Why are so many panicked over the Wuhan flu, a relatively minor disease? Of course, COVID can be deadly, like virtually all diseases, but if you are 25 or under it is less lethal than an average seasonal flu, and it is overwhelmingly the very elderly and infirm who are at risk. So why the hysteria?

In part, at least, because most people have a wildly distorted idea of the disease’s impact. Lionel Shriver writes at the Spectator:

There’s nothing unprecedented about COVID-19 itself. The equally novel, equally infectious Asian flu of 1957 had commensurate fatalities in Britain: scaled up for today’s population, the equivalent of 42,000, while the UK’s (statistically flawed) COVID death total now stands at 46,000. Globally, the Asian flu was vastly more lethal, causing between two and four million deaths. The Hong Kong flu of 1968-69 also slew up to four million people worldwide, including 80,000 Britons. Yet in both instances, life went on.

What is unprecedented: never has a virus been so oversold.

That is the reality. Now comes the hype:

In a recent Kekst CNC poll, British respondents estimated that nearly 7 percent of the UK population has died from the coronavirus. That would be 4.5 million people. Scots supposed that more than 10 percent of the UK population has died. That would be seven million people. Astonishingly, Americans believed that COVID has killed nine percent of their compatriots, or almost 30 million people! The real US total has indeed crossed the milestone of 150,000, but for pity’s sake, ‘only’ 20 million people died in World War One.

Rush Limbaugh talked about this survey on the air a week ago. How in the world can people have such an exaggerated idea of the Wuhan flu’s impact? Part of the answer is media hype, obviously. Daily press briefings by government officials trying to assure the public they are “doing something,” scare headlines in which “case” numbers are trumpeted, and so on, obviously have inflated the virus’s image.

Still, it is hard to understand how anyone could think that 9 percent of all Americans–30 million!–have died from COVID. If that were true, then all of us would know any number of people who had not just caught COVID, but died from it. I, personally, do not know a single person who has even caught the bug. And maybe three or four out of a thousand who catch COVID, overwhelmingly the old and frail, die from it.
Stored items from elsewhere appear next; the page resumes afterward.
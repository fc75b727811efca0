//! Host radio backed by `btleplug`.
//!
//! btleplug is async while [`LinkTransport`] only issues requests, so every
//! request that needs the stack is spawned and reports back through the event
//! channel. Lookups answer from a cache kept current by the adapter's event
//! stream. Chunk writes go through one writer task to keep their order.

use crate::domain::models::{PeripheralIdentity, PeripheralRef, PowerState};
use crate::infrastructure::bluetooth::transport::{
    EventSender, LinkTransport, TransportError, TransportEvent,
};
use btleplug::api::{
    Central, CentralEvent, CentralState, Manager as _, Peripheral as _, ScanFilter, WriteType,
};
use btleplug::platform::{Adapter, Manager, Peripheral};
use futures::StreamExt;
use std::collections::HashMap;
use std::sync::{Arc, Mutex, MutexGuard, PoisonError};
use tokio::sync::mpsc;
use tokio::task::JoinHandle;
use tracing::{debug, info, warn};
use uuid::Uuid;

struct KnownPeripheral {
    peripheral: Peripheral,
    name: Option<String>,
    services: Vec<Uuid>,
    connected: bool,
}

impl KnownPeripheral {
    fn reference(&self) -> PeripheralRef {
        let r = PeripheralRef::new(self.peripheral.id().to_string());
        match &self.name {
            Some(name) => r.with_name(name.clone()),
            None => r,
        }
    }
}

#[derive(Default)]
struct Shared {
    power: PowerState,
    /// Service filter of the running scan
    scanning: Option<Uuid>,
    known: HashMap<String, KnownPeripheral>,
    notification_pump: Option<JoinHandle<()>>,
}

struct WriteRequest {
    reference: PeripheralRef,
    peripheral: Peripheral,
    characteristic: Uuid,
    bytes: Vec<u8>,
    ack: bool,
}

pub struct BtleplugTransport {
    adapter: Adapter,
    events: EventSender,
    shared: Arc<Mutex<Shared>>,
    writes: mpsc::UnboundedSender<WriteRequest>,
}

fn lock(shared: &Mutex<Shared>) -> MutexGuard<'_, Shared> {
    shared.lock().unwrap_or_else(PoisonError::into_inner)
}

fn stack_error(e: btleplug::Error) -> TransportError {
    TransportError::Stack(e.to_string())
}

fn map_power(state: CentralState) -> PowerState {
    match state {
        CentralState::PoweredOn => PowerState::PoweredOn,
        CentralState::PoweredOff => PowerState::PoweredOff,
        _ => PowerState::Unknown,
    }
}

async fn describe(peripheral: Peripheral) -> KnownPeripheral {
    let properties = peripheral.properties().await.ok().flatten();
    let connected = peripheral.is_connected().await.unwrap_or(false);
    KnownPeripheral {
        name: properties.as_ref().and_then(|p| p.local_name.clone()),
        services: properties.map(|p| p.services).unwrap_or_default(),
        connected,
        peripheral,
    }
}

impl BtleplugTransport {
    /// Open the first adapter and start following its events.
    pub async fn start(events: EventSender) -> Result<Self, TransportError> {
        let manager = Manager::new().await.map_err(stack_error)?;
        let adapter = manager
            .adapters()
            .await
            .map_err(stack_error)?
            .into_iter()
            .next()
            .ok_or(TransportError::NoAdapter)?;
        info!(
            "Using adapter: {}",
            adapter.adapter_info().await.map_err(stack_error)?
        );

        let shared = Arc::new(Mutex::new(Shared::default()));
        let power = map_power(adapter.adapter_state().await.map_err(stack_error)?);
        for peripheral in adapter.peripherals().await.map_err(stack_error)? {
            let known = describe(peripheral).await;
            lock(&shared).known.insert(known.reference().id.to_string(), known);
        }
        lock(&shared).power = power;

        let central_events = adapter.events().await.map_err(stack_error)?;
        tokio::spawn(Self::follow_adapter(
            adapter.clone(),
            central_events,
            shared.clone(),
            events.clone(),
        ));

        let (writes, write_rx) = mpsc::unbounded_channel();
        tokio::spawn(Self::run_writer(write_rx, events.clone()));

        let _ = events.send(TransportEvent::PowerStateChanged(power));
        Ok(Self {
            adapter,
            events,
            shared,
            writes,
        })
    }

    async fn follow_adapter(
        adapter: Adapter,
        mut central_events: std::pin::Pin<Box<dyn futures::Stream<Item = CentralEvent> + Send>>,
        shared: Arc<Mutex<Shared>>,
        events: EventSender,
    ) {
        while let Some(event) = central_events.next().await {
            match event {
                CentralEvent::StateUpdate(state) => {
                    let power = map_power(state);
                    lock(&shared).power = power;
                    let _ = events.send(TransportEvent::PowerStateChanged(power));
                }
                CentralEvent::DeviceDiscovered(id) | CentralEvent::DeviceUpdated(id) => {
                    let Ok(peripheral) = adapter.peripheral(&id).await else {
                        continue;
                    };
                    let known = describe(peripheral).await;
                    let reference = known.reference();
                    let matches = {
                        let mut guard = lock(&shared);
                        let matches = guard
                            .scanning
                            .is_some_and(|service| known.services.contains(&service));
                        guard.known.insert(reference.id.to_string(), known);
                        matches
                    };
                    if matches {
                        let _ = events.send(TransportEvent::Discovered(reference));
                    }
                }
                CentralEvent::DeviceConnected(id) => {
                    if let Some(known) = lock(&shared).known.get_mut(&id.to_string()) {
                        known.connected = true;
                    }
                }
                CentralEvent::DeviceDisconnected(id) => {
                    let reference = {
                        let mut guard = lock(&shared);
                        guard.known.get_mut(&id.to_string()).map(|known| {
                            known.connected = false;
                            known.reference()
                        })
                    };
                    if let Some(reference) = reference {
                        let _ = events.send(TransportEvent::Disconnected(reference, None));
                    }
                }
                _ => {}
            }
        }
        warn!("Adapter event stream ended");
    }

    async fn run_writer(mut requests: mpsc::UnboundedReceiver<WriteRequest>, events: EventSender) {
        while let Some(request) = requests.recv().await {
            let characteristic = request
                .peripheral
                .characteristics()
                .into_iter()
                .find(|c| c.uuid == request.characteristic);
            let result = match characteristic {
                Some(c) => {
                    let write_type = if request.ack {
                        WriteType::WithResponse
                    } else {
                        WriteType::WithoutResponse
                    };
                    request
                        .peripheral
                        .write(&c, &request.bytes, write_type)
                        .await
                        .map_err(|e| e.to_string())
                }
                None => Err("characteristic not discovered".to_string()),
            };
            if let Err(error) = result {
                let _ = events.send(TransportEvent::WriteFailed {
                    peripheral: request.reference,
                    characteristic: request.characteristic,
                    error,
                });
            }
        }
    }

    fn peripheral(&self, reference: &PeripheralRef) -> Option<Peripheral> {
        lock(&self.shared)
            .known
            .get(reference.id.as_str())
            .map(|k| k.peripheral.clone())
    }

    fn emit(&self, event: TransportEvent) {
        let _ = self.events.send(event);
    }
}

impl LinkTransport for BtleplugTransport {
    fn power_state(&self) -> PowerState {
        lock(&self.shared).power
    }

    fn scan(&self, service: Uuid) {
        lock(&self.shared).scanning = Some(service);
        let adapter = self.adapter.clone();
        tokio::spawn(async move {
            let filter = ScanFilter {
                services: vec![service],
            };
            if let Err(e) = adapter.start_scan(filter).await {
                warn!("Failed to start scan: {}", e);
            }
        });
    }

    fn stop_scan(&self) {
        lock(&self.shared).scanning = None;
        let adapter = self.adapter.clone();
        tokio::spawn(async move {
            if let Err(e) = adapter.stop_scan().await {
                debug!("Failed to stop scan: {}", e);
            }
        });
    }

    fn retrieve_known(&self, ids: &[PeripheralIdentity]) -> Vec<PeripheralRef> {
        let guard = lock(&self.shared);
        ids.iter()
            .filter_map(|id| guard.known.get(id.as_str()))
            .map(KnownPeripheral::reference)
            .collect()
    }

    fn retrieve_connected_by(&self, service: Uuid) -> Vec<PeripheralRef> {
        lock(&self.shared)
            .known
            .values()
            .filter(|k| k.connected && k.services.contains(&service))
            .map(KnownPeripheral::reference)
            .collect()
    }

    fn connect(&self, reference: &PeripheralRef) {
        let Some(peripheral) = self.peripheral(reference) else {
            self.emit(TransportEvent::FailedToConnect(
                reference.clone(),
                "peripheral not known to the adapter".to_string(),
            ));
            return;
        };
        let reference = reference.clone();
        let events = self.events.clone();
        tokio::spawn(async move {
            let event = match peripheral.connect().await {
                Ok(()) => TransportEvent::Connected(reference),
                Err(e) => TransportEvent::FailedToConnect(reference, e.to_string()),
            };
            let _ = events.send(event);
        });
    }

    fn disconnect(&self, reference: &PeripheralRef) {
        if let Some(pump) = lock(&self.shared).notification_pump.take() {
            pump.abort();
        }
        let Some(peripheral) = self.peripheral(reference) else {
            return;
        };
        tokio::spawn(async move {
            if let Err(e) = peripheral.disconnect().await {
                warn!("Failed to disconnect: {}", e);
            }
        });
    }

    fn discover_services(&self, reference: &PeripheralRef, _services: &[Uuid]) {
        let Some(peripheral) = self.peripheral(reference) else {
            return;
        };
        let reference = reference.clone();
        let events = self.events.clone();
        tokio::spawn(async move {
            if let Err(e) = peripheral.discover_services().await {
                warn!("Service discovery failed: {}", e);
                let _ = events.send(TransportEvent::Disconnected(reference, Some(e.to_string())));
                return;
            }
            let services = peripheral.services().into_iter().map(|s| s.uuid).collect();
            let _ = events.send(TransportEvent::ServicesDiscovered(reference, services));
        });
    }

    fn discover_characteristics(&self, reference: &PeripheralRef, service: Uuid) {
        let Some(peripheral) = self.peripheral(reference) else {
            return;
        };
        // Characteristics come with service discovery in btleplug
        let characteristics = peripheral
            .services()
            .into_iter()
            .filter(|s| s.uuid == service)
            .flat_map(|s| s.characteristics.into_iter().map(|c| c.uuid))
            .collect();
        self.emit(TransportEvent::CharacteristicsDiscovered {
            peripheral: reference.clone(),
            service,
            characteristics,
        });
    }

    fn write(&self, reference: &PeripheralRef, characteristic: Uuid, bytes: &[u8], ack: bool) {
        let Some(peripheral) = self.peripheral(reference) else {
            return;
        };
        let request = WriteRequest {
            reference: reference.clone(),
            peripheral,
            characteristic,
            bytes: bytes.to_vec(),
            ack,
        };
        if self.writes.send(request).is_err() {
            warn!("Writer task has stopped");
        }
    }

    fn subscribe(&self, reference: &PeripheralRef, characteristic: Uuid) {
        let Some(peripheral) = self.peripheral(reference) else {
            return;
        };
        let reference = reference.clone();
        let events = self.events.clone();
        let pump = tokio::spawn(async move {
            let Some(c) = peripheral
                .characteristics()
                .into_iter()
                .find(|c| c.uuid == characteristic)
            else {
                return;
            };
            if let Err(e) = peripheral.subscribe(&c).await {
                warn!("Failed to subscribe: {}", e);
                return;
            }
            let mut notifications = match peripheral.notifications().await {
                Ok(stream) => stream,
                Err(e) => {
                    warn!("Failed to open notification stream: {}", e);
                    return;
                }
            };
            while let Some(n) = notifications.next().await {
                if n.uuid != characteristic {
                    continue;
                }
                let _ = events.send(TransportEvent::Value {
                    peripheral: reference.clone(),
                    characteristic: n.uuid,
                    value: n.value,
                });
            }
            debug!("Notification stream ended");
        });
        if let Some(previous) = lock(&self.shared).notification_pump.replace(pump) {
            previous.abort();
        }
    }
}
How can popular perceptions be so unmoored from reality?

Throughout human history, people’s opinions have been based mostly on their own observations and experience. If someone tried to sell a line of BS, a normal person would check the claim against his own experience and, if it didn’t add up, reject the claim. This was known as common sense.

Somehow, that basic reality check seems to have stopped operating. Many millions of Americans apparently believe that their compatriots are dropping like flies from COVID, when their own experience, if consulted, would belie that assertion. But in our world, media hype, the assurances of “experts,” and social media group-think seem to trump lived experience–that is, common sense.
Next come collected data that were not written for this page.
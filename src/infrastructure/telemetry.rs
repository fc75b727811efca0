//! Health sample sink: one JSON object per line, appended to a file.

use crate::domain::commands::TelemetryRecorder;
use crate::domain::models::TelemetrySample;
use anyhow::Context;
use std::fs::{self, File, OpenOptions};
use std::io::Write;
use std::path::{Path, PathBuf};
use std::sync::{Mutex, PoisonError};
use tracing::info;

pub struct JsonlTelemetryRecorder {
    path: PathBuf,
    file: Mutex<File>,
}

impl JsonlTelemetryRecorder {
    pub fn open(path: impl Into<PathBuf>) -> anyhow::Result<Self> {
        let path = path.into();
        if let Some(parent) = path.parent() {
            fs::create_dir_all(parent)?;
        }
        let file = OpenOptions::new()
            .create(true)
            .append(true)
            .open(&path)
            .with_context(|| format!("Failed to open {}", path.display()))?;
        Ok(Self {
            path,
            file: Mutex::new(file),
        })
    }

    pub fn path(&self) -> &Path {
        &self.path
    }

    /// Read back every sample recorded at `path`.
    pub fn read_all(path: &Path) -> anyhow::Result<Vec<TelemetrySample>> {
        let contents = fs::read_to_string(path)?;
        contents
            .lines()
            .filter(|line| !line.trim().is_empty())
            .map(|line| serde_json::from_str(line).map_err(Into::into))
            .collect()
    }
}

impl TelemetryRecorder for JsonlTelemetryRecorder {
    fn record(&self, sample: TelemetrySample) -> anyhow::Result<()> {
        let mut line = serde_json::to_string(&sample)?;
        line.push('\n');
        let mut file = self.file.lock().unwrap_or_else(PoisonError::into_inner);
        file.write_all(line.as_bytes())?;
        info!(
            "{:?}: {} {}",
            sample.metric,
            sample.value,
            sample.metric.unit()
        );
        Ok(())
    }
}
The theory underlying democracy is predicated in large part on the idea that voters’ judgments on policy issues will be based on their own observations and experience, and while a single person’s experience may not be a sound guide to public policy, the experience of the majority usually will be. But if most people form opinions that are actually contrary to their own experiences and observations, based instead on media hysteria that is likely politically driven, the democratic process can go seriously awry.
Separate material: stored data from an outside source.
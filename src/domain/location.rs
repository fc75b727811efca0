//! Single-slot register for "where am I" requests.
//!
//! Location fixes arrive through a delegate callback, long after the request.
//! At most one request is pending; a newer request replaces the older one,
//! which is failed with [`LocationError::Superseded`] rather than left hanging.

use std::sync::{Mutex, PoisonError};
use thiserror::Error;
use tokio::sync::{oneshot, Notify};

#[derive(Debug, Clone, Copy, PartialEq)]
pub struct Location {
    pub latitude: f64,
    pub longitude: f64,
}

#[derive(Debug, Clone, PartialEq, Error)]
pub enum LocationError {
    #[error("a newer location request replaced this one")]
    Superseded,
    #[error("location request was dropped before it resolved")]
    Cancelled,
    #[error("location unavailable: {0}")]
    Unavailable(String),
}

type Reply = oneshot::Sender<Result<Location, LocationError>>;

#[derive(Default)]
pub struct LocationRequests {
    pending: Mutex<Option<Reply>>,
    wanted: Notify,
}

impl LocationRequests {
    pub fn new() -> Self {
        Self::default()
    }

    /// Register a request and wait for its fix.
    pub async fn request(&self) -> Result<Location, LocationError> {
        self.begin()
            .await
            .unwrap_or(Err(LocationError::Cancelled))
    }

    /// Register a request; the receiver resolves exactly once.
    pub fn begin(&self) -> oneshot::Receiver<Result<Location, LocationError>> {
        let (tx, rx) = oneshot::channel();
        let previous = self.slot().replace(tx);
        if let Some(previous) = previous {
            let _ = previous.send(Err(LocationError::Superseded));
        }
        self.wanted.notify_one();
        rx
    }

    pub fn is_pending(&self) -> bool {
        self.slot().as_ref().is_some_and(|tx| !tx.is_closed())
    }

    /// Deliver a fix to the pending request. Returns whether anyone got it.
    pub fn resolve(&self, location: Location) -> bool {
        self.complete(Ok(location))
    }

    /// Fail the pending request. Returns whether anyone was waiting.
    pub fn fail(&self, error: LocationError) -> bool {
        self.complete(Err(error))
    }

    /// Wait until someone registers a request. Used by the delegate side.
    pub async fn wanted(&self) {
        self.wanted.notified().await
    }

    fn complete(&self, result: Result<Location, LocationError>) -> bool {
        match self.slot().take() {
            Some(tx) => tx.send(result).is_ok(),
            None => false,
        }
    }

    fn slot(&self) -> std::sync::MutexGuard<'_, Option<Reply>> {
        self.pending.lock().unwrap_or_else(PoisonError::into_inner)
    }
}

#[cfg(test)]
mod tests {
    use super::*;

    const HERE: Location = Location {
        latitude: 47.37,
        longitude: 8.54,
    };

    #[tokio::test]
    async fn test_resolve_pending_request() {
        let requests = LocationRequests::new();
        let rx = requests.begin();
        assert!(requests.is_pending());
        assert!(requests.resolve(HERE));
        assert_eq!(rx.await.unwrap(), Ok(HERE));
        assert!(!requests.is_pending());
    }

    #[tokio::test]
    async fn test_second_request_supersedes_first() {
        let requests = LocationRequests::new();
        let first = requests.begin();
        let second = requests.begin();

        assert!(requests.resolve(HERE));
        assert_eq!(first.await.unwrap(), Err(LocationError::Superseded));
        assert_eq!(second.await.unwrap(), Ok(HERE));
    }

    #[tokio::test]
    async fn test_result_without_request_is_dropped() {
        let requests = LocationRequests::new();
        assert!(!requests.resolve(HERE));

        let rx = requests.begin();
        assert!(requests.fail(LocationError::Unavailable("denied".into())));
        // A late duplicate fix must not resolve anything twice
        assert!(!requests.resolve(HERE));
        assert_eq!(
            rx.await.unwrap(),
            Err(LocationError::Unavailable("denied".into()))
        );
    }

    #[tokio::test]
    async fn test_request_is_served_by_delegate() {
        let requests = std::sync::Arc::new(LocationRequests::new());
        let delegate = requests.clone();
        tokio::spawn(async move {
            delegate.wanted().await;
            delegate.resolve(HERE);
        });
        assert_eq!(requests.request().await, Ok(HERE));
    }
}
That is where we are today. Examples of this phenomenon could be multiplied–claims about racial injustice are another obvious example–but for now let’s stick with COVID. If most Americans seriously believe that COVID fatalities are 188 times the actual number, they likely will vote for policies that are–to put it politely–sub-optimal. I can’t explain why so many Americans have seemingly abandoned their own observations as a guide to reality, but that does seem to be the point at which we have arrived.